Collected data
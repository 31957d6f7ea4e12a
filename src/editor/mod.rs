use lsp_server::Connection;
use lsp_types::{
    CompletionOptions, InitializeParams, ServerCapabilities, TextDocumentSyncCapability,
    TextDocumentSyncKind, WorkspaceFoldersServerCapabilities, WorkspaceServerCapabilities,
};
use tracing::{debug, error, info};

mod completion;
mod server;
mod settings;

pub(crate) fn run_language_server() -> Result<(), Box<dyn std::error::Error + Sync + Send>> {
    debug!("Starting Karel Language Server");

    let (connection, threads) = Connection::stdio();

    // extract any initialization parameters passed from the editor.
    let (id, params) = connection.initialize_start()?;
    let params: InitializeParams = serde_json::from_value(params)?;

    let workspace_folders = params
        .capabilities
        .workspace
        .as_ref()
        .and_then(|workspace| workspace.workspace_folders)
        .unwrap_or(false);

    let capabilities = ServerCapabilities {
        text_document_sync: Some(TextDocumentSyncCapability::Kind(TextDocumentSyncKind::FULL)),
        completion_provider: Some(CompletionOptions {
            resolve_provider: Some(true),
            ..Default::default()
        }),
        workspace: if workspace_folders {
            Some(WorkspaceServerCapabilities {
                workspace_folders: Some(WorkspaceFoldersServerCapabilities {
                    supported: Some(true),
                    change_notifications: None,
                }),
                file_operations: None,
            })
        } else {
            None
        },
        ..Default::default()
    };

    let result = serde_json::json!({
        "capabilities": capabilities,
        "serverInfo": {
            "name": "karel",
            "version": env!("CARGO_PKG_VERSION"),
        },
    });
    connection.initialize_finish(id, result)?;

    info!("Karel Language Server starting on stdin");

    let server = server::KarelLanguageServer::new(params);

    if let Err(e) = server.run(connection) {
        error!("Server error: {}", e);
    }

    threads.join()?;
    Ok(())
}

WHAT TO PRODUCE =
Could you write out all the entries exactly as given?

EXPECTED ANSWER =
repository 31957d6f7ea4e12a
filename src/editor/mod.rs
use lsp_server::Connection;
use lsp_types::{
    CompletionOptions, InitializeParams, ServerCapabilities, TextDocumentSyncCapability,
    TextDocumentSyncKind, WorkspaceFoldersServerCapabilities, WorkspaceServerCapabilities,
};
use tracing::{debug, error, info};

mod completion;
mod server;
mod settings;

pub(crate) fn run_language_server() -> Result<(), Box<dyn std::error::Error + Sync + Send>> {
    debug!("Starting Karel Language Server");

    let (connection, threads) = Connection::stdio();

    // extract any initialization parameters passed from the editor.
    let (id, params) = connection.initialize_start()?;
    let params: InitializeParams = serde_json::from_value(params)?;

    let workspace_folders = params
        .capabilities
        .workspace
        .as_ref()
        .and_then(|workspace| workspace.workspace_folders)
        .unwrap_or(false);

    let capabilities = ServerCapabilities {
        text_document_sync: Some(TextDocumentSyncCapability::Kind(TextDocumentSyncKind::FULL)),
        completion_provider: Some(CompletionOptions {
            resolve_provider: Some(true),
            ..Default::default()
        }),
        workspace: if workspace_folders {
            Some(WorkspaceServerCapabilities {
                workspace_folders: Some(WorkspaceFoldersServerCapabilities {
                    supported: Some(true),
                    change_notifications: None,
                }),
                file_operations: None,
            })
        } else {
            None
        },
        ..Default::default()
    };

    let result = serde_json::json!({
        "capabilities": capabilities,
        "serverInfo": {
            "name": "karel",
            "version": env!("CARGO_PKG_VERSION"),
        },
    });
    connection.initialize_finish(id, result)?;

    info!("Karel Language Server starting on stdin");

    let server = server::KarelLanguageServer::new(params);

    if let Err(e) = server.run(connection) {
        error!("Server error: {}", e);
    }

    threads.join()?;
    Ok(())
}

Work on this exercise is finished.